Assembly hears of plans for customs posts at NI ports, setting the cat among the pigeons

Northern Ireland’s First Minister Arlene Foster speaks to the media during a visit to Pond Park primary school in Lisburn, Co Antrim on Wednesday. Photograph: Birmingham City Council/PA Wire
Northern Ireland’s First Minister Arlene Foster speaks to the media during a visit to Pond Park primary school in Lisburn, Co Antrim on Wednesday. Photograph: Birmingham City Council/PA Wire

While coronavirus may have knocked Brexit off the front pages, it hasn't gone away, and Sinn Féin junior Minister Declan Kearney set the cat among the pigeons again when he said there soon will be new physical trading posts set up at Northern Ireland ports.

He let this information out when taking a question from former Sinn Féin MEP Martina Anderson at a meeting of the Assembly’s Executive Office scrutiny committee on Wednesday.

He told committee members "without breaching executive confidentiality" that, following negotiations between the British government and the European Commission and also following a briefing of Arlene Foster and Michelle O'Neill's Executive Office, London had "confirmed it will urgently put in place detailed plans with the executive, which does include the physical posts at ports of entry".

This was to meet the protocol for January 1st next year, he said, while adding that the British government indicated it would provide the funding to put that infrastructure in place.

READ MORE

Livestock

Ms Anderson seemed to have the information to hand that these new Border posts would be at Belfast, Warrenpoint and Larne. Her understanding also was that the posts would be required to facilitate extra customs officers, and extra vets checking trade in livestock.

It took a while for the pigeons to notice the cat, so to speak, but politicians took their concentration away from Covid-19 for a while to consider the implications of Mr Kearney’s information.

DUP member of the committee Christopher Stalford did detect what was afoot.

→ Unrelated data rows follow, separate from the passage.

impl<'s> ElementSet<'s> {
    pub(crate) const fn new(session: &'s Session, locator: Locator) -> Self {
        Self { session, locator }
    }

    /// Locator this set resolves
    #[must_use]
    pub const fn locator(&self) -> &Locator {
        &self.locator
    }

    /// Session this set is bound to
    #[must_use]
    pub const fn session(&self) -> &'s Session {
        self.session
    }

    /// Narrow to the first match
    #[must_use]
    pub fn first(&self) -> Self {
        Self::new(self.session, self.locator.clone().first())
    }

    /// Narrow to the zero-based n-th match
    #[must_use]
    pub fn nth(&self, n: usize) -> Self {
        Self::new(self.session, self.locator.clone().nth(n))
    }

    /// Narrow to the last match
    #[must_use]
    pub fn last(&self) -> Self {
        Self::new(self.session, self.locator.clone().last())
    }

    /// Wait budget for interactions on this set
    #[must_use]
    pub fn action_timeout(&self) -> Duration {
        self.locator
            .timeout()
            .unwrap_or(self.session.config().action_timeout)
    }

    fn wait_options(&self, timeout: Duration) -> WaitOptions {
        WaitOptions::new()
            .with_timeout(timeout.as_millis() as u64)
            .with_poll_interval(self.session.config().poll_interval.as_millis() as u64)
    }

    fn target(&self) -> Target<'_> {
        Target {
            driver: self.session.driver(),
            selector: self.locator.selector(),
            index: self.locator.index(),
            strict: self.locator.is_strict(),
            description: self.locator.to_string(),
        }
    }

    fn not_found(&self, action: &str, timeout: Duration) -> E2eError {
        E2eError::ElementNotFound {
            selector: self.locator.to_string(),
            action: action.to_string(),
            timeout_ms: timeout.as_millis() as u64,
        }
    }

    /// Wait until the target exists and is visible; returns its position
    async fn actionable(&self, action: &str) -> E2eResult<usize> {
        let timeout = self.action_timeout();
        let target = self.target();
        let target = &target;
        let outcome =
            poll_until(self.wait_options(timeout), move || probe_actionable(target, action))
                .await?;
        match outcome {
            WaitOutcome::Ready { value, .. } => Ok(value),
            WaitOutcome::TimedOut { last_observed, .. } => {
                tracing::debug!(
                    session = %self.session.id(),
                    locator = %self.locator,
                    action,
                    last_observed,
                    "element not actionable"
                );
                Err(self.not_found(action, timeout))
            }
        }
    }

    /// Number of elements currently matching, without waiting
    pub async fn count(&self) -> E2eResult<usize> {
        self.session.driver().count(self.locator.selector()).await
    }

    /// Whether the target is visible right now, without waiting.
    ///
    /// A missing element is simply not visible.
    pub async fn is_visible(&self) -> E2eResult<bool> {
        let target = self.target();
        let count = target.driver.count(target.selector).await?;
        if target.strict && count > 1 {
            return Err(E2eError::StrictModeViolation {
                selector: target.description,
                action: "is_visible".to_string(),
                count,
            });
        }
        match target.index.resolve(count) {
            Some(position) => target.driver.is_visible(target.selector, position).await,
            None => Ok(false),
        }
    }

    /// Text content of the target, waiting for it to exist
    pub async fn text_content(&self) -> E2eResult<String> {
        let timeout = self.action_timeout();
        let target = self.target();
        let target = &target;
        let outcome = poll_until(self.wait_options(timeout), move || {
            probe_attached(target, "text_content")
        })
        .await?;
        let position = match outcome {
            WaitOutcome::Ready { value, .. } => value,
            WaitOutcome::TimedOut { .. } => return Err(self.not_found("text_content", timeout)),
        };
        Ok(self
            .session
            .driver()
            .text_content(self.locator.selector(), position)
            .await?
            .unwrap_or_default())
    }

    /// Text content of the target right now, `None` if it does not exist
    pub async fn current_text(&self) -> E2eResult<Option<String>> {
        let target = self.target();
        match probe_attached(&target, "text_content").await? {
            Probe::Done(position) => {
                target
                    .driver
                    .text_content(target.selector, position)
                    .await
            }
            Probe::NotYet(_) => Ok(None),
        }
    }

    /// Text content of every match, without waiting
    pub async fn all_text_contents(&self) -> E2eResult<Vec<String>> {
        let driver = self.session.driver();
        let selector = self.locator.selector();
        let count = driver.count(selector).await?;
        let mut texts = Vec::with_capacity(count);
        for position in 0..count {
            texts.push(driver.text_content(selector, position).await?.unwrap_or_default());
        }
        Ok(texts)
    }

    /// Wait until the target is visible
    pub async fn wait_for_visible(&self) -> E2eResult<()> {
        self.actionable("wait_for_visible").await.map(|_| ())
    }

    /// Wait until the target is hidden or gone
    pub async fn wait_for_hidden(&self) -> E2eResult<()> {
        let timeout = self.action_timeout();
        let target = self.target();
        let target = &target;
        let outcome = poll_until(self.wait_options(timeout), move || probe_hidden(target)).await?;
        if outcome.is_ready() {
            Ok(())
        } else {
            Err(E2eError::AssertionFailed {
                expectation: format!("{} to be hidden", self.locator),
                actual: "visible".to_string(),
                page: self.session.page_state().await,
            })
        }
    }

    /// Click the target
    pub async fn click(&self) -> E2eResult<()> {
        let position = self.actionable("click").await?;
        tracing::debug!(session = %self.session.id(), locator = %self.locator, "click");
        self.session
            .driver()
            .click(self.locator.selector(), position)
            .await
    }

    /// Replace the value of an input or textarea
    pub async fn fill(&self, value: &str) -> E2eResult<()> {
        let position = self.actionable("fill").await?;
        tracing::debug!(session = %self.session.id(), locator = %self.locator, "fill");
        self.session
            .driver()
            .fill(self.locator.selector(), position, value)
            .await
    }

    /// Check a checkbox or radio button
    pub async fn check(&self) -> E2eResult<()> {
        let position = self.actionable("check").await?;
        tracing::debug!(session = %self.session.id(), locator = %self.locator, "check");
        self.session
            .driver()
            .check(self.locator.selector(), position)
            .await
    }

    /// Select an option by value or label
    pub async fn select_option(&self, value: &str) -> E2eResult<()> {
        let position = self.actionable("select_option").await?;
        tracing::debug!(session = %self.session.id(), locator = %self.locator, value, "select_option");
        self.session
            .driver()
            .select_option(self.locator.selector(), position, value)
            .await
    }

    /// Attach files to a file input
    pub async fn set_input_files(&self, files: &[PathBuf]) -> E2eResult<()> {
        let position = self.actionable("set_input_files").await?;
        tracing::debug!(session = %self.session.id(), locator = %self.locator, files = files.len(), "set_input_files");
        self.session
            .driver()
            .set_input_files(self.locator.selector(), position, files)
            .await
    }

    /// Screenshot of the target written to the artifacts directory
    pub async fn screenshot(&self, name: &str) -> E2eResult<PathBuf> {
        let position = self.actionable("screenshot").await?;
        let target = ScreenshotTarget::Element {
            selector: self.locator.selector().clone(),
            index: position,
        };
        self.session.screenshot(&target, name).await
    }
}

At Wednesday's committee meeting he countered that the UK was no longer in the EU and "therefore no longer obligated to live under their rules and their conditions", and also that the EU was "no longer facing a prime minister without a majority and a parliament that's hamstrung and unable to make any decisions".

“We actually have a government which is capable of governing and capable of going ahead without the consent of the European Commission,” he added.

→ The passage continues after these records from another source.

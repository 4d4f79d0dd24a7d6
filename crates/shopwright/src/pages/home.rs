//! Home page and the navigation header shown on every page.

use crate::driver::ScreenshotTarget;
use crate::expect::{expect, expect_page};
use crate::locator::{Locator, Selector};
use crate::page_object::PageObject;
use crate::result::E2eResult;
use crate::session::Session;
use std::path::PathBuf;

/// Exact title of the home page
pub const HOME_TITLE: &str = "Automation Exercise";

/// Landing page of the storefront
#[derive(Debug, Clone)]
pub struct HomePage<'s> {
    session: &'s Session,
    features: Locator,
    recommended: Locator,
    home_link: Locator,
    signup_login_link: Locator,
    products_link: Locator,
    cart_link: Locator,
    contact_link: Locator,
    logged_in_as: Locator,
    delete_account_link: Locator,
    logout_link: Locator,
}

impl<'s> HomePage<'s> {
    /// Bind the page locators to `session`; no I/O happens here
    #[must_use]
    pub fn new(session: &'s Session) -> Self {
        Self {
            session,
            features: Locator::new(".features_items"),
            recommended: Locator::new(".recommended_items"),
            home_link: Locator::role("link", "Home"),
            signup_login_link: Locator::role("link", "Signup / Login"),
            products_link: Locator::new("a[href=\"/products\"]"),
            // The "Added!" modal links to the cart too; the header link comes first
            cart_link: Locator::new("a[href=\"/view_cart\"]").first(),
            contact_link: Locator::role("link", "Contact Us"),
            logged_in_as: Locator::from_selector(Selector::css_with_text("a", "Logged in as")),
            delete_account_link: Locator::role("link", "Delete Account"),
            logout_link: Locator::role("link", "Logout"),
        }
    }

    /// Open the site root
    pub async fn goto(&self) -> E2eResult<()> {
        self.session.goto("/").await
    }

    /// Home page title is shown along with the features section
    pub async fn verify_home_visible(&self) -> E2eResult<()> {
        self.verify_title().await?;
        expect(self.session.locate(&self.features))
            .to_be_visible()
            .await
    }

    /// Title is exactly the home page title
    pub async fn verify_title(&self) -> E2eResult<()> {
        expect_page(self.session).to_have_title(HOME_TITLE).await
    }

    /// The session is on the site root
    pub async fn verify_at_root(&self) -> E2eResult<()> {
        expect_page(self.session).to_have_url("/").await
    }

    /// "Logged in as {name}" is shown in the header
    pub async fn verify_logged_in_as(&self, name: &str) -> E2eResult<()> {
        let marker = expect(self.session.locate(&self.logged_in_as));
        marker.to_be_visible().await?;
        marker.to_contain_text(&format!("Logged in as {name}")).await
    }

    /// No logged-in marker in the header
    pub async fn verify_logged_out(&self) -> E2eResult<()> {
        expect(self.session.locate(&self.logged_in_as))
            .to_be_hidden()
            .await
    }

    /// Whether the header currently shows a logged-in user, without waiting
    pub async fn is_logged_in(&self) -> E2eResult<bool> {
        self.session.locate(&self.logged_in_as).is_visible().await
    }

    /// Follow the header Home link
    pub async fn click_home(&self) -> E2eResult<()> {
        self.session.locate(&self.home_link).click().await
    }

    /// Open the login/signup page
    pub async fn click_signup_login(&self) -> E2eResult<()> {
        self.session.locate(&self.signup_login_link).click().await
    }

    /// Open the product listing
    pub async fn click_products(&self) -> E2eResult<()> {
        self.session.locate(&self.products_link).click().await
    }

    /// Open the cart
    pub async fn click_cart(&self) -> E2eResult<()> {
        self.session.locate(&self.cart_link).click().await
    }

    /// Open the contact form
    pub async fn click_contact_us(&self) -> E2eResult<()> {
        self.session.locate(&self.contact_link).click().await
    }

    /// Delete the logged-in account; fails with `ElementNotFound` when
    /// nobody is logged in
    pub async fn click_delete_account(&self) -> E2eResult<()> {
        self.session.locate(&self.delete_account_link).click().await
    }

    /// Log out; fails with `ElementNotFound` when nobody is logged in
    pub async fn click_logout(&self) -> E2eResult<()> {
        self.session.locate(&self.logout_link).click().await
    }

    /// Screenshot of the visible viewport
    pub async fn screenshot_viewport(&self, name: &str) -> E2eResult<PathBuf> {
        self.session.screenshot(&ScreenshotTarget::Viewport, name).await
    }

    /// Screenshot of the whole scrollable page
    pub async fn screenshot_full_page(&self, name: &str) -> E2eResult<PathBuf> {
        self.session.screenshot(&ScreenshotTarget::FullPage, name).await
    }

    /// Screenshot of the recommended items carousel
    pub async fn screenshot_recommended_items(&self, name: &str) -> E2eResult<PathBuf> {
        self.session.locate(&self.recommended).screenshot(name).await
    }
}

impl PageObject for HomePage<'_> {
    fn session(&self) -> &Session {
        self.session
    }

    fn page_name(&self) -> &'static str {
        "home"
    }

    fn url_pattern(&self) -> &str {
        "/"
    }

    fn landmark(&self) -> &Locator {
        &self.features
    }

    fn locators(&self) -> Vec<(&'static str, &Locator)> {
        vec![
            ("features", &self.features),
            ("recommended", &self.recommended),
            ("home_link", &self.home_link),
            ("signup_login_link", &self.signup_login_link),
            ("products_link", &self.products_link),
            ("cart_link", &self.cart_link),
            ("contact_link", &self.contact_link),
            ("logged_in_as", &self.logged_in_as),
            ("delete_account_link", &self.delete_account_link),
            ("logout_link", &self.logout_link),
        ]
    }
}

Nonetheless, Mr Kearney’s report of east-west border posts in Northern Ireland annoyed and distressed unionists.

The British government sought to calm concerns by saying it had “always been clear that there will be requirements for live animals and agri-food, building on what already happens at ports like Larne and Belfast”.

Ramifications

But that didn't work. First out of the blocks on Wednesday was Traditional Unionist Voice leader Jim Allister who said "no unionist could agree to the imposition of such posts". He added that it also would have constitutional ramifications.

He was followed quickly by Ulster Unionist Party leader Steve Aiken who said that an "Irish Sea border was now a certainty" while lamenting, "It is unforgivable that we have ended up here."

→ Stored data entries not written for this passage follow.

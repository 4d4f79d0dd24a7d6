//! Error types for the CLI

use thiserror::Error;

/// Result type for CLI operations
pub type CliResult<T> = Result<T, CliError>;

/// Errors that can occur in the CLI
#[derive(Debug, Error)]
pub enum CliError {
    /// Configuration error
    #[error("Configuration error: {message}")]
    Config {
        /// Error message
        message: String,
    },

    /// Invalid argument
    #[error("Invalid argument: {message}")]
    InvalidArgument {
        /// Error message
        message: String,
    },

    /// A browser run was requested from a build without Chromium support
    #[error("Browser support not compiled in; rebuild with --features browser or pass --offline")]
    BrowserUnavailable,

    /// The run was cancelled with Ctrl-C
    #[error("Interrupted")]
    Interrupted,

    /// IO error
    #[error("I/O error: {0}")]
    Io(#[from] std::io::Error),

    /// Shopwright library error
    #[error(transparent)]
    Shopwright(#[from] shopwright::E2eError),
}

impl CliError {
    /// Create a configuration error
    #[must_use]
    pub fn config(message: impl Into<String>) -> Self {
        Self::Config {
            message: message.into(),
        }
    }

    /// Process exit code for this error: 130 after Ctrl-C, 2 otherwise
    #[must_use]
    pub const fn exit_code(&self) -> u8 {
        match self {
            Self::Interrupted => 130,
            _ => 2,
        }
    }

    /// Create an invalid argument error
    #[must_use]
    pub fn invalid_argument(message: impl Into<String>) -> Self {
        Self::InvalidArgument {
            message: message.into(),
        }
    }
}

#[cfg(test)]
#[allow(clippy::unwrap_used, clippy::expect_used)]
mod tests {
    use super::*;

    #[test]
    fn test_library_errors_pass_through() {
        let err: CliError = shopwright::E2eError::config("workers must be at least 1").into();
        assert!(err.to_string().contains("workers must be at least 1"));
    }

    #[test]
    fn test_exit_codes() {
        assert_eq!(CliError::Interrupted.exit_code(), 130);
        assert_eq!(CliError::config("bad").exit_code(), 2);
        assert_eq!(CliError::BrowserUnavailable.exit_code(), 2);
    }

    #[test]
    fn test_invalid_argument_message() {
        let err = CliError::invalid_argument("no journey matches \"checkout\"");
        assert_eq!(
            err.to_string(),
            "Invalid argument: no journey matches \"checkout\""
        );
    }
}
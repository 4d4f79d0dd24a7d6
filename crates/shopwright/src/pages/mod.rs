//! Page objects for the Automation Exercise storefront.
//!
//! Every selector used by the scenarios lives here. Each page object
//! borrows a [`Session`](crate::session::Session), builds its locators in
//! `new` without touching the browser, and exposes `verify_*` methods that
//! only read plus action methods that perform a single user action.

#![warn(missing_docs)]

mod account;
mod cart;
mod contact;
mod home;
mod login_signup;
mod products;
mod signup_form;

pub use account::{AccountPage, ACCOUNT_CREATED, ACCOUNT_DELETED};
pub use cart::CartPage;
pub use contact::{ContactPage, CONTACT_SUCCESS};
pub use home::{HomePage, HOME_TITLE};
pub use login_signup::{LoginSignupPage, DUPLICATE_EMAIL_ERROR, LOGIN_ERROR};
pub use products::{ProductDetailPage, ProductsPage};
pub use signup_form::SignupFormPage;
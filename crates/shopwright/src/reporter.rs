//! Suite reports: plain text for terminals, JSON for tooling, JUnit XML for CI.

use crate::harness::{ScenarioStatus, SuiteResults};
use crate::result::E2eResult;
use serde::{Deserialize, Serialize};
use std::fmt::Write as _;
use std::path::Path;

/// Report output format
#[derive(Debug, Clone, Copy, PartialEq, Eq, Default, Serialize, Deserialize)]
#[serde(rename_all = "lowercase")]
pub enum ReportFormat {
    #[default]
    Text,
    Json,
    Junit,
}

impl ReportFormat {
    /// Render `results` in this format
    pub fn render(self, results: &SuiteResults) -> E2eResult<String> {
        match self {
            Self::Text => Ok(render_text(results)),
            Self::Json => render_json(results),
            Self::Junit => Ok(render_junit(results)),
        }
    }
}

/// One line per scenario, failure details indented below, then a summary
#[must_use]
pub fn render_text(results: &SuiteResults) -> String {
    let mut out = String::new();
    for result in &results.results {
        let mark = match result.status {
            ScenarioStatus::Passed => "PASS",
            ScenarioStatus::Failed => "FAIL",
            ScenarioStatus::Skipped => "SKIP",
        };
        let _ = writeln!(
            out,
            "{mark} {} ({} ms)",
            result.name,
            result.duration.as_millis()
        );
        if let Some(error) = &result.error {
            let _ = writeln!(out, "     error: {error}");
        }
        if let Some(page) = &result.page_state {
            let _ = writeln!(out, "     page: {page}");
        }
        if let Some(path) = &result.screenshot {
            let _ = writeln!(out, "     screenshot: {}", path.display());
        }
    }
    let _ = writeln!(out, "{}", summary(results));
    out
}

/// `suite: 9/11 passed, 1 failed, 1 skipped in 12.3s`
#[must_use]
pub fn summary(results: &SuiteResults) -> String {
    format!(
        "{}: {}/{} passed, {} failed, {} skipped in {:.1}s",
        results.suite_name,
        results.passed_count(),
        results.total(),
        results.failed_count(),
        results.skipped_count(),
        results.duration.as_secs_f64()
    )
}

/// Pretty-printed JSON with a `passed` flag and per-scenario results
pub fn render_json(results: &SuiteResults) -> E2eResult<String> {
    #[derive(Serialize)]
    struct Report<'a> {
        passed: bool,
        #[serde(flatten)]
        results: &'a SuiteResults,
    }
    Ok(serde_json::to_string_pretty(&Report {
        passed: results.all_passed(),
        results,
    })?)
}

/// JUnit XML for CI integration
#[must_use]
pub fn render_junit(results: &SuiteResults) -> String {
    let mut xml = String::new();
    xml.push_str(r#"<?xml version="1.0" encoding="UTF-8"?>"#);
    xml.push('\n');
    let _ = writeln!(
        xml,
        r#"<testsuite name="{}" tests="{}" failures="{}" skipped="{}" time="{:.3}">"#,
        escape_xml(&results.suite_name),
        results.total(),
        results.failed_count(),
        results.skipped_count(),
        results.duration.as_secs_f64()
    );

    for result in &results.results {
        let _ = writeln!(
            xml,
            r#"  <testcase name="{}" time="{:.3}">"#,
            escape_xml(&result.name),
            result.duration.as_secs_f64()
        );
        match result.status {
            ScenarioStatus::Failed => {
                let error = result.error.as_deref().unwrap_or_default();
                let kind = result
                    .error_kind
                    .map(|k| k.to_string())
                    .unwrap_or_else(|| "panic".to_string());
                let _ = writeln!(
                    xml,
                    r#"    <failure message="{}" type="{kind}">{}</failure>"#,
                    escape_xml(error),
                    escape_xml(error)
                );
            }
            ScenarioStatus::Skipped => xml.push_str("    <skipped/>\n"),
            ScenarioStatus::Passed => {}
        }
        xml.push_str("  </testcase>\n");
    }

    xml.push_str("</testsuite>\n");
    xml
}

/// Write a rendered report to `path`
pub fn write_report(results: &SuiteResults, format: ReportFormat, path: &Path) -> E2eResult<()> {
    let rendered = format.render(results)?;
    if let Some(parent) = path.parent() {
        std::fs::create_dir_all(parent)?;
    }
    std::fs::write(path, rendered)?;
    tracing::info!(path = %path.display(), ?format, "report written");
    Ok(())
}

/// Escape XML special characters
fn escape_xml(s: &str) -> String {
    s.replace('&', "&amp;")
        .replace('<', "&lt;")
        .replace('>', "&gt;")
        .replace('"', "&quot;")
        .replace('\'', "&apos;")
}

#[cfg(test)]
#[allow(clippy::unwrap_used)]
mod tests {
    use super::*;
    use crate::harness::ScenarioResult;
    use crate::result::{E2eError, PageState};
    use std::time::Duration;

    fn sample() -> SuiteResults {
        let mut failed = ScenarioResult::fail(
            "login_invalid_credentials",
            &E2eError::AssertionFailed {
                expectation: "text \"Your email or password is incorrect!\"".to_string(),
                actual: "<missing>".to_string(),
                page: PageState::new("Automation Exercise - Signup / Login", "https://automationexercise.com/login"),
            },
        )
        .with_duration(Duration::from_millis(820));
        failed.screenshot = Some("screenshots/failure.png".into());
        SuiteResults {
            suite_name: "automationexercise".to_string(),
            results: vec![
                ScenarioResult::pass("register_and_delete").with_duration(Duration::from_millis(1200)),
                failed,
                ScenarioResult::skipped("contact_form"),
            ],
            duration: Duration::from_millis(2100),
        }
    }

    mod text_tests {
        use super::*;

        #[test]
        fn test_text_lists_every_scenario() {
            let text = render_text(&sample());
            assert!(text.contains("PASS register_and_delete (1200 ms)"));
            assert!(text.contains("FAIL login_invalid_credentials"));
            assert!(text.contains("SKIP contact_form"));
            assert!(text.contains("url=\"https://automationexercise.com/login\""));
            assert!(text.contains("screenshot: screenshots/failure.png"));
        }

        #[test]
        fn test_summary_counts() {
            assert_eq!(
                summary(&sample()),
                "automationexercise: 1/3 passed, 1 failed, 1 skipped in 2.1s"
            );
        }
    }

    mod json_tests {
        use super::*;

        #[test]
        fn test_json_shape() {
            let json: serde_json::Value =
                serde_json::from_str(&render_json(&sample()).unwrap()).unwrap();
            assert_eq!(json["passed"], false);
            assert_eq!(json["suite_name"], "automationexercise");
            assert_eq!(json["results"][1]["error_kind"], "AssertionFailed");
            assert_eq!(json["results"][1]["duration_ms"], 820);
            assert_eq!(json["results"][2]["status"], "skipped");
        }
    }

    mod junit_tests {
        use super::*;

        #[test]
        fn test_junit_escapes_and_counts() {
            let xml = render_junit(&sample());
            assert!(xml.contains(r#"tests="3" failures="1" skipped="1""#));
            assert!(xml.contains("&quot;Your email or password is incorrect!&quot;"));
            assert!(xml.contains(r#"type="assertion-failed""#));
            assert!(xml.contains("<skipped/>"));
        }

        #[test]
        fn test_write_report_creates_parent() {
            let dir = tempfile::tempdir().unwrap();
            let path = dir.path().join("reports/junit.xml");
            write_report(&sample(), ReportFormat::Junit, &path).unwrap();
            assert!(std::fs::read_to_string(path).unwrap().starts_with("<?xml"));
        }
    }
}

The nationalist and pro-Remain response was more of the "I told you so" variety. The SDLP South Belfast MP Claire Hanna said it was clear from the EU-UK Brexit deal "that unfortunately there would have to be checks somewhere", and from her perspective it was better to have them in Belfast, Larne and Warrenpoint than on the North-South Border.

She took "no pleasure" from referring to the DUP previously keeping the Tories in government and now seeing, as Mr Aiken said, Boris Johnson acceding to an Irish Sea border, which is anathema to unionists.

And, conjuring an often-repeated line by the late Seamus Mallon, she said the moral of the story was, "If you can be bought, you can be sold."